Adding Artur ...

On Mon, Oct 19, 2020 at 9:06 AM Liran Rotenberg <lrotenbe@redhat.com> wrote:
Hi all,
Investigating a bug about serial execution of the same command more than once shows a problem with our callbacks.

The problem is felt when we have synchronized operation (such as running ansible runner service) that takes a bit time to be executed.
The problem is, when running multiple commands and one has synchronized long operation within a child command, it will hang out all the commands running on the engine using callbacks.
The good example is given in the bug, since export OVA command using ansible(sync) and the pack_ova script takes time to finish.
This is not really noticeable with short synchronized commands, but it does execute serial for them as well instead of parallel.
Running export to OVA command and then other commands with callbacks will get them hanging if the export command callback started and it reached to performNextOperation.

Some technical details:
We have one thread in CommandCallbacksPoller[1] that runs, collects the current command on the engine and processes them.
Once we have the above scenario (let's say 2 commands), the first one will go into callback.doPolling in invokeCallbackMethodsImpl. [2]
In that case it will go to ChildCommandsCallbackBase::doPolling, eventually to childCommandsExecutingEnded. [3]
While there are more actions to perform we will do performNextOperation [4], which calls executeNextOperation (in the bug case [5]).
When the next operation is long and synchronized, this will block the CommandCallbacksPoller thread and only when it finishes the thread is released and the callbacks continue working.

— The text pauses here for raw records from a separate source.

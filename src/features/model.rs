//! Typed records exchanged with the document store.
//!
//! Store responses are decoded through the `Wire*` schemas below and converted
//! into domain values at the adapter boundary; a missing or ill-typed required
//! field is a [`PortalError::Decode`], never a silently absent value.

use crate::error::{PortalError, PortalResult};
use chrono::{DateTime, Utc};
use serde::de::IgnoredAny;
use serde::{Deserialize, Serialize};

/// The document sections listed by the portal.
#[derive(Debug, Clone, Copy, Serialize, Deserialize, PartialEq, Eq, Hash, PartialOrd, Ord)]
#[serde(rename_all = "snake_case")]
pub enum DocumentKind {
    Budgets,
    Contracts,
    Plans,
    Certifications,
    Invoices,
    Gallery,
}

impl DocumentKind {
    pub const ALL: [DocumentKind; 6] = [
        DocumentKind::Budgets,
        DocumentKind::Contracts,
        DocumentKind::Plans,
        DocumentKind::Certifications,
        DocumentKind::Invoices,
        DocumentKind::Gallery,
    ];

    /// REST collection name on the store.
    pub fn collection(self) -> &'static str {
        match self {
            DocumentKind::Budgets => "presupuestos",
            DocumentKind::Contracts => "contratos",
            DocumentKind::Plans => "planos",
            DocumentKind::Certifications => "certificacions",
            DocumentKind::Invoices => "facturas",
            DocumentKind::Gallery => "galerias",
        }
    }

    pub fn id(self) -> &'static str {
        match self {
            DocumentKind::Budgets => "budgets",
            DocumentKind::Contracts => "contracts",
            DocumentKind::Plans => "plans",
            DocumentKind::Certifications => "certifications",
            DocumentKind::Invoices => "invoices",
            DocumentKind::Gallery => "gallery",
        }
    }

    pub fn parse(raw: &str) -> Option<Self> {
        Self::ALL.into_iter().find(|k| k.id() == raw.trim())
    }

    pub fn populate(self) -> &'static str {
        match self {
            DocumentKind::Gallery => "*",
            _ => "pdf",
        }
    }
}

/// Uploaded binary on the store.
#[derive(Debug, Clone, Serialize, Deserialize, PartialEq, Eq)]
pub struct AssetReference {
    pub id: i64,
    pub url: String,
    pub name: String,
}

/// A listed document of any non-gallery section.
#[derive(Debug, Clone, Serialize, Deserialize, PartialEq)]
pub struct DocumentEntry {
    pub id: i64,
    pub document_id: String,
    pub title: String,
    pub asset: Option<AssetReference>,
    pub legacy_url: Option<String>,
    pub created_at: DateTime<Utc>,
}

impl DocumentEntry {
    /// Asset url first, legacy `pdf_url` second.
    pub fn document_url(&self) -> Option<&str> {
        self.asset
            .as_ref()
            .map(|a| a.url.as_str())
            .or(self.legacy_url.as_deref())
            .filter(|u| !u.trim().is_empty())
    }
}

#[derive(Debug, Clone, Serialize, Deserialize, PartialEq)]
pub struct ContractRecord {
    pub id: i64,
    /// Durable identifier used for updates; stable across revisions.
    pub document_id: String,
    pub title: String,
    pub document: Option<AssetReference>,
    pub legacy_url: Option<String>,
    pub signed: bool,
    pub signed_at: Option<DateTime<Utc>>,
    pub created_at: DateTime<Utc>,
}

impl ContractRecord {
    pub fn document_url(&self) -> Option<&str> {
        self.document
            .as_ref()
            .map(|a| a.url.as_str())
            .or(self.legacy_url.as_deref())
            .filter(|u| !u.trim().is_empty())
    }

    pub fn as_entry(&self) -> DocumentEntry {
        DocumentEntry {
            id: self.id,
            document_id: self.document_id.clone(),
            title: self.title.clone(),
            asset: self.document.clone(),
            legacy_url: self.legacy_url.clone(),
            created_at: self.created_at,
        }
    }
}

#[derive(Debug, Clone, Serialize, Deserialize, PartialEq)]
pub struct GalleryPhoto {
    pub id: i64,
    pub url: String,
    pub name: String,
    pub caption: Option<String>,
    pub gallery_id: i64,
    pub category: String,
    pub created_at: DateTime<Utc>,
}

pub const DEFAULT_GALLERY_CATEGORY: &str = "estado-inicial";

/// Authenticated user returned by sign-in.
#[derive(Debug, Clone, Serialize, Deserialize, PartialEq, Eq)]
pub struct PortalUser {
    pub id: i64,
    pub document_id: String,
    pub email: String,
    pub full_name: String,
}

// ---- wire schemas -------------------------------------------------------
//
// Record schemas deny unknown fields. Bookkeeping fields the store always
// attaches are declared as `Ignored` so only genuinely unexpected keys fail.

type Ignored = Option<IgnoredAny>;

#[derive(Debug, Deserialize)]
#[serde(deny_unknown_fields)]
pub(crate) struct WireList<T> {
    pub data: Vec<T>,
    #[serde(rename = "meta", default)]
    _meta: Ignored,
}

#[derive(Debug, Deserialize)]
#[serde(deny_unknown_fields)]
pub(crate) struct WireAsset {
    pub id: i64,
    pub url: String,
    pub name: String,
    #[serde(rename = "documentId", default)]
    _document_id: Ignored,
    #[serde(rename = "alternativeText", default)]
    _alternative_text: Ignored,
    #[serde(rename = "caption", default)]
    _caption: Ignored,
    #[serde(rename = "width", default)]
    _width: Ignored,
    #[serde(rename = "height", default)]
    _height: Ignored,
    #[serde(rename = "formats", default)]
    _formats: Ignored,
    #[serde(rename = "hash", default)]
    _hash: Ignored,
    #[serde(rename = "ext", default)]
    _ext: Ignored,
    #[serde(rename = "mime", default)]
    _mime: Ignored,
    #[serde(rename = "size", default)]
    _size: Ignored,
    #[serde(rename = "previewUrl", default)]
    _preview_url: Ignored,
    #[serde(rename = "provider", default)]
    _provider: Ignored,
    #[serde(rename = "provider_metadata", default)]
    _provider_metadata: Ignored,
    #[serde(rename = "createdAt", default)]
    _created_at: Ignored,
    #[serde(rename = "updatedAt", default)]
    _updated_at: Ignored,
    #[serde(rename = "publishedAt", default)]
    _published_at: Ignored,
    #[serde(rename = "locale", default)]
    _locale: Ignored,
}

impl From<WireAsset> for AssetReference {
    fn from(w: WireAsset) -> Self {
        Self {
            id: w.id,
            url: w.url,
            name: w.name,
        }
    }
}

#[derive(Debug, Deserialize)]
#[serde(deny_unknown_fields)]
pub(crate) struct WireDocument {
    pub id: i64,
    #[serde(rename = "documentId")]
    pub document_id: String,
    pub title: String,
    #[serde(default)]
    pub pdf: Option<WireAsset>,
    #[serde(default)]
    pub pdf_url: Option<String>,
    #[serde(default)]
    pub signed: Option<bool>,
    #[serde(rename = "signedAt", default)]
    pub signed_at: Option<DateTime<Utc>>,
    #[serde(rename = "createdAt")]
    pub created_at: DateTime<Utc>,
    #[serde(rename = "updatedAt", default)]
    _updated_at: Ignored,
    #[serde(rename = "publishedAt", default)]
    _published_at: Ignored,
    #[serde(rename = "locale", default)]
    _locale: Ignored,
    #[serde(rename = "user", default)]
    _user: Ignored,
    #[serde(rename = "client", default)]
    _client: Ignored,
}

#[derive(Debug, Deserialize)]
#[serde(deny_unknown_fields)]
pub(crate) struct WirePhoto {
    pub id: i64,
    pub url: String,
    pub name: String,
    #[serde(default)]
    pub caption: Option<String>,
    #[serde(rename = "documentId", default)]
    _document_id: Ignored,
    #[serde(rename = "alternativeText", default)]
    _alternative_text: Ignored,
    #[serde(rename = "width", default)]
    _width: Ignored,
    #[serde(rename = "height", default)]
    _height: Ignored,
    #[serde(rename = "formats", default)]
    _formats: Ignored,
    #[serde(rename = "hash", default)]
    _hash: Ignored,
    #[serde(rename = "ext", default)]
    _ext: Ignored,
    #[serde(rename = "mime", default)]
    _mime: Ignored,
    #[serde(rename = "size", default)]
    _size: Ignored,
    #[serde(rename = "previewUrl", default)]
    _preview_url: Ignored,
    #[serde(rename = "provider", default)]
    _provider: Ignored,
    #[serde(rename = "provider_metadata", default)]
    _provider_metadata: Ignored,
    #[serde(rename = "createdAt", default)]
    _created_at: Ignored,
    #[serde(rename = "updatedAt", default)]
    _updated_at: Ignored,
    #[serde(rename = "publishedAt", default)]
    _published_at: Ignored,
    #[serde(rename = "locale", default)]
    _locale: Ignored,
}

#[derive(Debug, Deserialize)]
#[serde(deny_unknown_fields)]
pub(crate) struct WireGallery {
    pub id: i64,
    #[serde(default)]
    pub category: Option<String>,
    #[serde(default)]
    pub photos: Option<Vec<WirePhoto>>,
    #[serde(rename = "createdAt")]
    pub created_at: DateTime<Utc>,
    #[serde(rename = "documentId", default)]
    _document_id: Ignored,
    #[serde(rename = "title", default)]
    _title: Ignored,
    #[serde(rename = "updatedAt", default)]
    _updated_at: Ignored,
    #[serde(rename = "publishedAt", default)]
    _published_at: Ignored,
    #[serde(rename = "locale", default)]
    _locale: Ignored,
    #[serde(rename = "user", default)]
    _user: Ignored,
    #[serde(rename = "client", default)]
    _client: Ignored,
}

#[derive(Debug, Deserialize)]
#[serde(deny_unknown_fields)]
pub(crate) struct WireUser {
    pub id: i64,
    #[serde(rename = "documentId", default)]
    pub document_id: Option<String>,
    pub email: String,
    #[serde(default)]
    pub username: Option<String>,
    #[serde(rename = "provider", default)]
    _provider: Ignored,
    #[serde(rename = "confirmed", default)]
    _confirmed: Ignored,
    #[serde(rename = "blocked", default)]
    _blocked: Ignored,
    #[serde(rename = "createdAt", default)]
    _created_at: Ignored,
    #[serde(rename = "updatedAt", default)]
    _updated_at: Ignored,
    #[serde(rename = "publishedAt", default)]
    _published_at: Ignored,
    #[serde(rename = "locale", default)]
    _locale: Ignored,
}

#[derive(Debug, Deserialize)]
#[serde(deny_unknown_fields)]
pub(crate) struct WireAuth {
    pub jwt: String,
    pub user: WireUser,
}

#[derive(Debug, Deserialize)]
pub(crate) struct WireErrorBody {
    pub error: Option<WireErrorDetail>,
}

#[derive(Debug, Deserialize)]
pub(crate) struct WireErrorDetail {
    pub message: Option<String>,
}

fn decode<'a, T: Deserialize<'a>>(what: &str, body: &'a [u8]) -> PortalResult<T> {
    serde_json::from_slice(body).map_err(|e| PortalError::Decode(format!("{what}: {e}")))
}

pub fn decode_contracts(body: &[u8]) -> PortalResult<Vec<ContractRecord>> {
    let list: WireList<WireDocument> = decode("contract list", body)?;
    let mut records: Vec<ContractRecord> = list
        .data
        .into_iter()
        .map(|w| ContractRecord {
            id: w.id,
            document_id: w.document_id,
            title: w.title,
            document: w.pdf.map(AssetReference::from),
            legacy_url: w.pdf_url,
            signed: w.signed.unwrap_or(false),
            signed_at: w.signed_at,
            created_at: w.created_at,
        })
        .collect();
    records.sort_by(|a, b| b.created_at.cmp(&a.created_at).then(b.id.cmp(&a.id)));
    Ok(records)
}

pub fn decode_documents(body: &[u8]) -> PortalResult<Vec<DocumentEntry>> {
    let list: WireList<WireDocument> = decode("document list", body)?;
    let mut entries: Vec<DocumentEntry> = list
        .data
        .into_iter()
        .map(|w| DocumentEntry {
            id: w.id,
            document_id: w.document_id,
            title: w.title,
            asset: w.pdf.map(AssetReference::from),
            legacy_url: w.pdf_url,
            created_at: w.created_at,
        })
        .collect();
    entries.sort_by(|a, b| b.created_at.cmp(&a.created_at).then(b.id.cmp(&a.id)));
    Ok(entries)
}

/// Flattens galleries into individual photos tagged with their category.
pub fn decode_gallery(body: &[u8]) -> PortalResult<Vec<GalleryPhoto>> {
    let list: WireList<WireGallery> = decode("gallery list", body)?;
    let mut photos = Vec::new();
    for gallery in list.data {
        let category = gallery
            .category
            .filter(|c| !c.trim().is_empty())
            .unwrap_or_else(|| DEFAULT_GALLERY_CATEGORY.to_string());
        for photo in gallery.photos.unwrap_or_default() {
            photos.push(GalleryPhoto {
                id: photo.id,
                url: photo.url,
                name: photo.name,
                caption: photo.caption,
                gallery_id: gallery.id,
                category: category.clone(),
                created_at: gallery.created_at,
            });
        }
    }
    photos.sort_by(|a, b| b.created_at.cmp(&a.created_at).then(a.id.cmp(&b.id)));
    Ok(photos)
}

/// Upload responses are a list of descriptors; the first one is the asset.
pub fn decode_upload(body: &[u8]) -> PortalResult<AssetReference> {
    let assets: Vec<WireAsset> = decode("upload response", body)?;
    assets
        .into_iter()
        .next()
        .map(AssetReference::from)
        .ok_or_else(|| PortalError::Decode("upload response: empty asset list".into()))
}

pub(crate) fn decode_auth(body: &[u8]) -> PortalResult<(String, PortalUser)> {
    let auth: WireAuth = decode("auth response", body)?;
    if auth.jwt.trim().is_empty() {
        return Err(PortalError::Decode("auth response: empty jwt".into()));
    }
    let user = PortalUser {
        id: auth.user.id,
        document_id: auth
            .user
            .document_id
            .unwrap_or_else(|| auth.user.id.to_string()),
        full_name: auth
            .user
            .username
            .filter(|u| !u.trim().is_empty())
            .unwrap_or_else(|| auth.user.email.clone()),
        email: auth.user.email,
    };
    Ok((auth.jwt, user))
}

/// Best-effort extraction of the store's error message from a failure body.
pub(crate) fn error_message(body: &[u8]) -> Option<String> {
    serde_json::from_slice::<WireErrorBody>(body)
        .ok()
        .and_then(|b| b.error)
        .and_then(|d| d.message)
}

Any idea how to solve this issue?

Regards,
Liran

[1] - https://github.com/oVirt/ovirt-engine/blob/master/backend/manager/modules/bll/src/main/java/org/ovirt/engine/core/bll/tasks/CommandCallbacksPoller.java#L52-L55
[2] - https://github.com/oVirt/ovirt-engine/blob/master/backend/manager/modules/bll/src/main/java/org/ovirt/engine/core/bll/tasks/CommandCallbacksPoller.java#L175
[3] - https://github.com/oVirt/ovirt-engine/blob/master/backend/manager/modules/bll/src/main/java/org/ovirt/engine/core/bll/ChildCommandsCallbackBase.java#L80
[4] - https://github.com/oVirt/ovirt-engine/blob/master/backend/manager/modules/bll/src/main/java/org/ovirt/engine/core/bll/SerialChildCommandsExecutionCallback.java#L32
[5] - https://github.com/oVirt/ovirt-engine/blob/master/backend/manager/modules/bll/src/main/java/org/ovirt/engine/core/bll/exportimport/ExportVmToOvaCommand.java#L199-L231



--
Martin Perina
Manager, Software Engineering
Red Hat Czech s.r.o.